Problem to work on:
Starting at the line that contains "pub use error::*;" and ending at the line that contains "let (actor, generic_client)", the lines below are to be given again exactly, with nothing added.
═══
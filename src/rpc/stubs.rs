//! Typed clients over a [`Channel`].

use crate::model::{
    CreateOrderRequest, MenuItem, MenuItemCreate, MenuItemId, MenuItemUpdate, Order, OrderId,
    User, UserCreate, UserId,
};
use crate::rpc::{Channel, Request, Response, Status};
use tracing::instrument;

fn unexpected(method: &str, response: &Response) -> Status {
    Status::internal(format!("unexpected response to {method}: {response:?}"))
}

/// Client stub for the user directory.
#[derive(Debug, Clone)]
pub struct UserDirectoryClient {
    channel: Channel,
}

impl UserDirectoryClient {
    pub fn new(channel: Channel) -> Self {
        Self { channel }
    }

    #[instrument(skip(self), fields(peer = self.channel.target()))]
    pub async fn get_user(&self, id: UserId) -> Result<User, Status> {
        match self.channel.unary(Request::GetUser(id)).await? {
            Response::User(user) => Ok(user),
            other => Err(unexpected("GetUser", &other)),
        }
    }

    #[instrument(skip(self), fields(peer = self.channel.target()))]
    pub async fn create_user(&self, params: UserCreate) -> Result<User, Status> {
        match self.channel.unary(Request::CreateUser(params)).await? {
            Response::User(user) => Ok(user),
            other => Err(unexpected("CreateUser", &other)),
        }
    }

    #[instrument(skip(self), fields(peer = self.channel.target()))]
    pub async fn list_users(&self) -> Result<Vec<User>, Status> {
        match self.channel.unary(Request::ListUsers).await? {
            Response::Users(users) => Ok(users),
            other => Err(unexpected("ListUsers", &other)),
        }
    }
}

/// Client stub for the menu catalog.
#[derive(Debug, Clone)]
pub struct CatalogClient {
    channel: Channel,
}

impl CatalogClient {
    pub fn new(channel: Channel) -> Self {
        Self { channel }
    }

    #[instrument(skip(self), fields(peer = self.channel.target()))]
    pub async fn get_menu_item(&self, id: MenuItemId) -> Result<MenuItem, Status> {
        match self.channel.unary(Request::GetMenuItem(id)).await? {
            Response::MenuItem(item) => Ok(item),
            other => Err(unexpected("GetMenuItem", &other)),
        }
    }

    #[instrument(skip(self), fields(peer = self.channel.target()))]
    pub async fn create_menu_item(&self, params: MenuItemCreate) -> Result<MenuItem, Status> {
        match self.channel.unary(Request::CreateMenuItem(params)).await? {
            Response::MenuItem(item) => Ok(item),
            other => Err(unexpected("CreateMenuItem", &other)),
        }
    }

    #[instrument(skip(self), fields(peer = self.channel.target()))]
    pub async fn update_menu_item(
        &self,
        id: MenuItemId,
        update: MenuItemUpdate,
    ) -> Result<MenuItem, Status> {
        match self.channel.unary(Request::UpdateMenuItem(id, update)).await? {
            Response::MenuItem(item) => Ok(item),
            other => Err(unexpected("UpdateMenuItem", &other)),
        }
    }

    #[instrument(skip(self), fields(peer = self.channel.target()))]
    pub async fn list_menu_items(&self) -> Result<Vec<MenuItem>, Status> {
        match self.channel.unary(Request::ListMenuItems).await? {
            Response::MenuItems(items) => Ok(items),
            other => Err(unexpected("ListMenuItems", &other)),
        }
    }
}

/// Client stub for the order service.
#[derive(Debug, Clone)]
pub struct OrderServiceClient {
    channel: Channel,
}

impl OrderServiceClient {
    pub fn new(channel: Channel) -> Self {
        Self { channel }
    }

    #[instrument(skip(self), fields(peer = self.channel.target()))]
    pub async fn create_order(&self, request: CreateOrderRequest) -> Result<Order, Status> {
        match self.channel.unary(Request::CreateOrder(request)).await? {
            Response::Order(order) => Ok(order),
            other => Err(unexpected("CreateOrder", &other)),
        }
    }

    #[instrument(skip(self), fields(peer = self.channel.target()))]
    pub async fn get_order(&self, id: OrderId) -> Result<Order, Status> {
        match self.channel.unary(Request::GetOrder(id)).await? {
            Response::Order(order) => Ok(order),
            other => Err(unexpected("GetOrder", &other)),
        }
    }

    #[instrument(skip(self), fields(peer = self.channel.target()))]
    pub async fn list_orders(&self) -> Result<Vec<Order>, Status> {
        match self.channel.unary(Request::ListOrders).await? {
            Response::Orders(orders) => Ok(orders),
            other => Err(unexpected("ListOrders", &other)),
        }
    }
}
═══
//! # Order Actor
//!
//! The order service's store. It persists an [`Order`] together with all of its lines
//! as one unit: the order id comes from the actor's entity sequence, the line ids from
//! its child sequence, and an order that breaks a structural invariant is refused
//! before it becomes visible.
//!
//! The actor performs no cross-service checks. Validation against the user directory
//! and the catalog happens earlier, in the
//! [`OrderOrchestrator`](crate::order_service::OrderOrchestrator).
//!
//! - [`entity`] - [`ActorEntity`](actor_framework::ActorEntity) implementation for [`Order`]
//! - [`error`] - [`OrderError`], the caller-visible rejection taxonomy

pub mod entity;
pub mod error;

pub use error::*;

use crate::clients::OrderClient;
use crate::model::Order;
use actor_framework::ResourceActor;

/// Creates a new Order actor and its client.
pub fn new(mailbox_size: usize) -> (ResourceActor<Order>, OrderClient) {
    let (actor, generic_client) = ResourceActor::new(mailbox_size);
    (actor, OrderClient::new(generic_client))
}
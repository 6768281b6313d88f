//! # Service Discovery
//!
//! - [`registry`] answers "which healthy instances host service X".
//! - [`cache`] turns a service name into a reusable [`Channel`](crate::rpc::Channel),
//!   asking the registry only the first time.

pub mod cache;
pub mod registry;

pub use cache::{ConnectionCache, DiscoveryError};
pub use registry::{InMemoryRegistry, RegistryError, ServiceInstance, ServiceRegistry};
═══
Solved exercise:
pub use error::*;

use crate::clients::OrderClient;
use crate::model::Order;
use actor_framework::ResourceActor;

/// Creates a new Order actor and its client.
pub fn new(mailbox_size: usize) -> (ResourceActor<Order>, OrderClient) {
    let (actor, generic_client) = ResourceActor::new(mailbox_size);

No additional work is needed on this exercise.